What is required:
Exactly as written, return every line of the data below.

[Collected data entries]
-*-*-

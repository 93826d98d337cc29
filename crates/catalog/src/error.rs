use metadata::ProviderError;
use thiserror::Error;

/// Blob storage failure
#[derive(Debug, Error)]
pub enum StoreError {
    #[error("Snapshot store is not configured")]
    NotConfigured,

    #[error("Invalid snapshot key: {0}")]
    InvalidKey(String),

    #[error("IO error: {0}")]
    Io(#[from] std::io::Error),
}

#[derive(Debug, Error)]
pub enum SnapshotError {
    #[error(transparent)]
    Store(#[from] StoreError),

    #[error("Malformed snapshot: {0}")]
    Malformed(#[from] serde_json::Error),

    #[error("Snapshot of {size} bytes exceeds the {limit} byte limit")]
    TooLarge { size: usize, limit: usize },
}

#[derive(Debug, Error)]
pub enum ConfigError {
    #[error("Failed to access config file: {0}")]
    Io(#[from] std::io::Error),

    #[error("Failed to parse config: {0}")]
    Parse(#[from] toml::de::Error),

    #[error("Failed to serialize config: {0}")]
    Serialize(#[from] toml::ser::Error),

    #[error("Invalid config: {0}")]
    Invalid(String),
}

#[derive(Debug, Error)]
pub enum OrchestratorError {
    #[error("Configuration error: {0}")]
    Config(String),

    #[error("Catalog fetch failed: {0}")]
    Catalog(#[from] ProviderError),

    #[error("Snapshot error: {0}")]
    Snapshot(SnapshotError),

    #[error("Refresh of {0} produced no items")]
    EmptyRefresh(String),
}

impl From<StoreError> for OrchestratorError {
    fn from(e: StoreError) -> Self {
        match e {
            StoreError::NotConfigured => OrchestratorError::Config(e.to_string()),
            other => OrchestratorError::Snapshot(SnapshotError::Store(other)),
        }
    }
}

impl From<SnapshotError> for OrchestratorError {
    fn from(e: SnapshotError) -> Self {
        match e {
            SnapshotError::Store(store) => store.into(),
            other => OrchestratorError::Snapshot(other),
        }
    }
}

-*-*-

Result for this task:
repository 93826d98d337cc29
filename crates/catalog/src/error.rs
use metadata::ProviderError;
use thiserror::Error;

/// Blob storage failure
#[derive(Debug, Error)]
pub enum StoreError {
    #[error("Snapshot store is not configured")]
    NotConfigured,

    #[error("Invalid snapshot key: {0}")]
    InvalidKey(String),

    #[error("IO error: {0}")]
    Io(#[from] std::io::Error),
}

#[derive(Debug, Error)]
pub enum SnapshotError {
    #[error(transparent)]
    Store(#[from] StoreError),

    #[error("Malformed snapshot: {0}")]
    Malformed(#[from] serde_json::Error),

    #[error("Snapshot of {size} bytes exceeds the {limit} byte limit")]
    TooLarge { size: usize, limit: usize },
}

#[derive(Debug, Error)]
pub enum ConfigError {
    #[error("Failed to access config file: {0}")]
    Io(#[from] std::io::Error),

    #[error("Failed to parse config: {0}")]
    Parse(#[from] toml::de::Error),

    #[error("Failed to serialize config: {0}")]
    Serialize(#[from] toml::ser::Error),

    #[error("Invalid config: {0}")]
    Invalid(String),
}

#[derive(Debug, Error)]
pub enum OrchestratorError {
    #[error("Configuration error: {0}")]
    Config(String),

    #[error("Catalog fetch failed: {0}")]
    Catalog(#[from] ProviderError),

    #[error("Snapshot error: {0}")]
    Snapshot(SnapshotError),

    #[error("Refresh of {0} produced no items")]
    EmptyRefresh(String),
}

impl From<StoreError> for OrchestratorError {
    fn from(e: StoreError) -> Self {
        match e {
            StoreError::NotConfigured => OrchestratorError::Config(e.to_string()),
            other => OrchestratorError::Snapshot(SnapshotError::Store(other)),
        }
    }
}

impl From<SnapshotError> for OrchestratorError {
    fn from(e: SnapshotError) -> Self {
        match e {
            SnapshotError::Store(store) => store.into(),
            other => OrchestratorError::Snapshot(other),
        }
    }
}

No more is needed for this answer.